Updated on July 19, 2017
Katy Preen profile image

I hate to see science misrepresented in the media. And I love food - so let's dish up some facts!

Extraordinary Claims Require Extraordinary Evidence

Or rather, they require scientific evidence as set out in Article 13 of the EU Regulation on nutrition and health claims made on foods (1924/2006) as amended by EU Regulation 1047/2012. Please click on the links in the previous sentence if you want to know more about the intricacies of food labelling rules in the EU - but if you'd rather skip that, it basically means that all health and nutrition claims made by a manufacturer or vendor must be clear, accurate and based on scientific evidence. Any claims must be true and not misleading, and easily understood by the consumer.

It is also forbidden to claim or imply that food can treat, prevent or cure any disease or medical condition.

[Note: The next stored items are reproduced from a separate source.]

#[allow(clippy::too_many_arguments)]
async fn record_entry_at(
    journal: &JournalStore,
    store: &dyn DocumentStore,
    uid: &UserId,
    entry: Entry,
    elapsed: TimeSince,
    unit: MinuteUnit,
    policy: WriteFailurePolicy,
    now_millis: i64,
) -> RecordedEntry {
    // Full copy of the current snapshot; the prior Arc stays valid for any
    // reader that already holds it.
    let prior = journal.current(uid);
    let mut next = prior.as_deref().cloned().unwrap_or_default();

    let key = elapsed.entry_key(now_millis, unit);

    // Last write wins on key collision: two submissions resolving to the
    // same millisecond silently overwrite.
    next.insert(key, entry.clone());
    journal.publish(uid, next);

    debug!(key, name = %entry.name, cost = %entry.cost, "journal entry recorded");

    match store
        .merge_fields(USERS_COLLECTION, uid.as_str(), entry_fields(key, &entry))
        .await
    {
        Ok(()) => RecordedEntry {
            key,
            persisted: true,
        },
        Err(e) => {
            error!(error = %e, key, "failed to persist journal entry");
            if policy == WriteFailurePolicy::Rollback {
                match prior {
                    Some(snapshot) => journal.restore(uid, snapshot),
                    None => journal.clear(uid),
                }
            }
            RecordedEntry {
                key,
                persisted: false,
            }
        }
    }
}

/// The partial document for one entry: `{"<key>": {"name", "cost"}}`.
#[must_use]
pub fn entry_fields(key: EntryKey, entry: &Entry) -> JsonMap {
    let mut fields = JsonMap::new();
    fields.insert(
        key.to_string(),
        json!({ "name": entry.name, "cost": entry.cost }),
    );
    fields
}

/// Decode a fetched `users/{uid}` document into a journal.
///
/// Fields that are not millisecond-keyed entries are skipped - the
/// document is merged into by this application only, but being lenient
/// here means a hand-edited or older document never blocks sign-in.
#[must_use]
pub fn journal_from_fields(fields: &JsonMap) -> EntryMap {
    fields
        .iter()
        .filter_map(|(name, value)| {
            let key: EntryKey = name.parse().ok()?;
            let entry: Entry = serde_json::from_value(value.clone()).ok()?;
            Some((key, entry))
        })
        .collect()
}

#[cfg(test)]
#[allow(clippy::unwrap_used)]
mod tests {
    use std::collections::HashMap;
    use std::sync::Mutex;
    use std::sync::atomic::{AtomicUsize, Ordering};

    use async_trait::async_trait;

    use crate::firestore::FirestoreError;

    use super::*;

    /// In-memory document store double with a switchable failure mode.
    #[derive(Default)]
    struct MemoryStore {
        documents: Mutex<HashMap<String, JsonMap>>,
        writes: AtomicUsize,
        failing: bool,
    }

    impl MemoryStore {
        fn failing() -> Self {
            Self {
                failing: true,
                ..Self::default()
            }
        }

        fn document(&self, collection: &str, id: &str) -> Option<JsonMap> {
            self.documents
                .lock()
                .unwrap()
                .get(&format!("{collection}/{id}"))
                .cloned()
        }

        fn write_count(&self) -> usize {
            self.writes.load(Ordering::SeqCst)
        }
    }

    #[async_trait]
    impl DocumentStore for MemoryStore {
        async fn merge_fields(
            &self,
            collection: &str,
            document_id: &str,
            fields: JsonMap,
        ) -> Result<(), FirestoreError> {
            self.writes.fetch_add(1, Ordering::SeqCst);
            if self.failing {
                return Err(FirestoreError::Api {
                    status: 503,
                    message: "unavailable".to_string(),
                });
            }
            let mut documents = self.documents.lock().unwrap();
            let document = documents
                .entry(format!("{collection}/{document_id}"))
                .or_default();
            for (name, value) in fields {
                document.insert(name, value);
            }
            Ok(())
        }

        async fn fetch_document(
            &self,
            collection: &str,
            document_id: &str,
        ) -> Result<Option<JsonMap>, FirestoreError> {
            Ok(self.document(collection, document_id))
        }
    }

    fn uid() -> UserId {
        UserId::new("user-1")
    }

    const NOW: i64 = 1_754_000_000_000;

    #[tokio::test]
    async fn test_record_publishes_and_persists() {
        let journal = JournalStore::new();
        let store = MemoryStore::default();

        let recorded = record_entry_at(
            &journal,
            &store,
            &uid(),
            Entry::new("Espresso", "3.25"),
            TimeSince::default(),
            MinuteUnit::Minutes,
            WriteFailurePolicy::Keep,
            NOW,
        )
        .await;

        assert!(recorded.persisted);
        assert_eq!(recorded.key, NOW);

        // Local journal gained exactly one entry at the key
        let snapshot = journal.current(&uid()).unwrap();
        assert_eq!(snapshot.len(), 1);
        assert_eq!(snapshot.get(&NOW).unwrap(), &Entry::new("Espresso", "3.25"));

        // Remote document round-trips the same pair
        let document = store.document(USERS_COLLECTION, "user-1").unwrap();
        assert_eq!(journal_from_fields(&document), *snapshot);
    }

    #[tokio::test]
    async fn test_record_subtracts_elapsed_offset() {
        let journal = JournalStore::new();
        let store = MemoryStore::default();

        let recorded = record_entry_at(
            &journal,
            &store,
            &uid(),
            Entry::new("Latte", "4.50"),
            TimeSince::new(2, 30).unwrap(),
            MinuteUnit::Minutes,
            WriteFailurePolicy::Keep,
            NOW,
        )
        .await;

        // 2h in ms plus 30min in ms behind the wall clock
        assert_eq!(recorded.key, NOW - 7_200_000 - 1_800_000);
    }

    #[tokio::test]
    async fn test_record_legacy_minute_unit() {
        let journal = JournalStore::new();
        let store = MemoryStore::default();

        let recorded = record_entry_at(
            &journal,
            &store,
            &uid(),
            Entry::new("Latte", "4.50"),
            TimeSince::new(2, 30).unwrap(),
            MinuteUnit::LegacySeconds,
            WriteFailurePolicy::Keep,
            NOW,
        )
        .await;

        assert_eq!(recorded.key, NOW - 7_200_000 - 108_000);
    }

    #[tokio::test]
    async fn test_colliding_keys_overwrite_silently() {
        let journal = JournalStore::new();
        let store = MemoryStore::default();

        for cost in ["3.00", "9.99"] {
            record_entry_at(
                &journal,
                &store,
                &uid(),
                Entry::new("Espresso", cost),
                TimeSince::default(),
                MinuteUnit::Minutes,
                WriteFailurePolicy::Keep,
                NOW,
            )
            .await;
        }

        let snapshot = journal.current(&uid()).unwrap();
        assert_eq!(snapshot.len(), 1);
        assert_eq!(snapshot.get(&NOW).unwrap().cost, "9.99");
    }

    #[tokio::test]
    async fn test_distinct_instants_get_distinct_keys() {
        let journal = JournalStore::new();
        let store = MemoryStore::default();

        for now in [NOW, NOW + 4_321] {
            record_entry_at(
                &journal,
                &store,
                &uid(),
                Entry::new("Espresso", "3.25"),
                TimeSince::new(1, 15).unwrap(),
                MinuteUnit::Minutes,
                WriteFailurePolicy::Keep,
                now,
            )
            .await;
        }

        let snapshot = journal.current(&uid()).unwrap();
        let keys: Vec<EntryKey> = snapshot.keys().copied().collect();
        assert_eq!(keys.len(), 2);
        assert_eq!(keys[1] - keys[0], 4_321);
    }

    #[tokio::test]
    async fn test_merge_preserves_other_document_fields() {
        let journal = JournalStore::new();
        let store = MemoryStore::default();

        // An entry written by another session already in the document
        let mut existing = JsonMap::new();
        existing.insert(
            "1700000000000".to_string(),
            json!({ "name": "Mocha", "cost": "5.00" }),
        );
        store
            .merge_fields(USERS_COLLECTION, "user-1", existing)
            .await
            .unwrap();

        record_entry_at(
            &journal,
            &store,
            &uid(),
            Entry::new("Espresso", "3.25"),
            TimeSince::default(),
            MinuteUnit::Minutes,
            WriteFailurePolicy::Keep,
            NOW,
        )
        .await;

        let document = store.document(USERS_COLLECTION, "user-1").unwrap();
        let merged = journal_from_fields(&document);
        assert_eq!(merged.len(), 2);
        assert_eq!(merged.get(&1_700_000_000_000).unwrap().name, "Mocha");
        assert_eq!(merged.get(&NOW).unwrap().name, "Espresso");
    }

    #[tokio::test]
    async fn test_write_failure_keep_policy_retains_optimistic_update() {
        let journal = JournalStore::new();
        let store = MemoryStore::failing();

        let recorded = record_entry_at(
            &journal,
            &store,
            &uid(),
            Entry::new("Espresso", "3.25"),
            TimeSince::default(),
            MinuteUnit::Minutes,
            WriteFailurePolicy::Keep,
            NOW,
        )
        .await;

        assert!(!recorded.persisted);
        assert_eq!(store.write_count(), 1);

        // Local and remote now diverge, by policy
        let snapshot = journal.current(&uid()).unwrap();
        assert_eq!(snapshot.len(), 1);
        assert!(store.document(USERS_COLLECTION, "user-1").is_none());
    }

    #[tokio::test]
    async fn test_write_failure_rollback_policy_restores_prior_snapshot() {
        let journal = JournalStore::new();

        let mut seeded = EntryMap::new();
        seeded.insert(NOW - 60_000, Entry::new("Cortado", "3.75"));
        journal.publish(&uid(), seeded.clone());

        let store = MemoryStore::failing();
        let recorded = record_entry_at(
            &journal,
            &store,
            &uid(),
            Entry::new("Espresso", "3.25"),
            TimeSince::default(),
            MinuteUnit::Minutes,
            WriteFailurePolicy::Rollback,
            NOW,
        )
        .await;

        assert!(!recorded.persisted);
        let snapshot = journal.current(&uid()).unwrap();
        assert_eq!(*snapshot, seeded);
    }

    #[tokio::test]
    async fn test_write_failure_rollback_with_no_prior_journal() {
        let journal = JournalStore::new();
        let store = MemoryStore::failing();

        record_entry_at(
            &journal,
            &store,
            &uid(),
            Entry::new("Espresso", "3.25"),
            TimeSince::default(),
            MinuteUnit::Minutes,
            WriteFailurePolicy::Rollback,
            NOW,
        )
        .await;

        assert!(journal.current(&uid()).is_none());
    }

    #[test]
    fn test_journal_from_fields_skips_foreign_fields() {
        let mut fields = JsonMap::new();
        fields.insert(
            "1754000000000".to_string(),
            json!({ "name": "Espresso", "cost": "3.25" }),
        );
        fields.insert("displayName".to_string(), json!("Kai"));
        fields.insert("1754000000001".to_string(), json!("not an entry"));

        let journal = journal_from_fields(&fields);
        assert_eq!(journal.len(), 1);
        assert!(journal.contains_key(&1_754_000_000_000));
    }

    #[test]
    fn test_write_failure_policy_parsing() {
        assert_eq!(
            "keep".parse::<WriteFailurePolicy>().unwrap(),
            WriteFailurePolicy::Keep
        );
        assert_eq!(
            "rollback".parse::<WriteFailurePolicy>().unwrap(),
            WriteFailurePolicy::Rollback
        );
        assert!("retry".parse::<WriteFailurePolicy>().is_err());
    }
}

These rules exist to protect consumers and ensure consistent quality in production. The legislation means that there are some things that you just can't say on packaging or in marketing material, even with the best of intentions. But we've all heard anecdotes about so-called superfoods, or the latest celebrity health fad. Most of these claims have a very shaky foundation, if they have one at all, but there are a few that stand up to scrutiny. Prepare yourself for a Feast of Facts. And keep your elbows off the table!

Proceed With Caution

There is no food that will cure any illness. If you're sick, see a doctor. Any benefits listed in this article are largely preventative, and marginal in comparison to simply eating a healthy, balanced diet.

Food Folklore

Have you heard the one about carrots improving your night vision? I grew up believing this, and yet it stems from British WWII propaganda designed to confuse the Germans - which itself sounds like an urban legend because it's a pretty bizarre use of military intelligence! This article from Smithsonian Magazine reveals all, and paints a picture of social history during that era. Check it out:

A WWII Propaganda Campaign Popularized the Myth That Carrots Help You See in the Dark

But it wasn't just the British government that were at it - foodie fibs have often come from advertisers hawking their wares:

Eight of the most outlandish food health claims - Think today's faddy diets and superfoods are bad? In years gone by, the public was told that Coca-Cola cures impotence, biscuits prevent masturbation and pomegranate juice helps you cheat death.

Also take a look at The Angry Chef's website - it's funny, informative, and 100% fiction-free:

The Angry Chef - Exposing lies, pretensions and stupidity in the world of food.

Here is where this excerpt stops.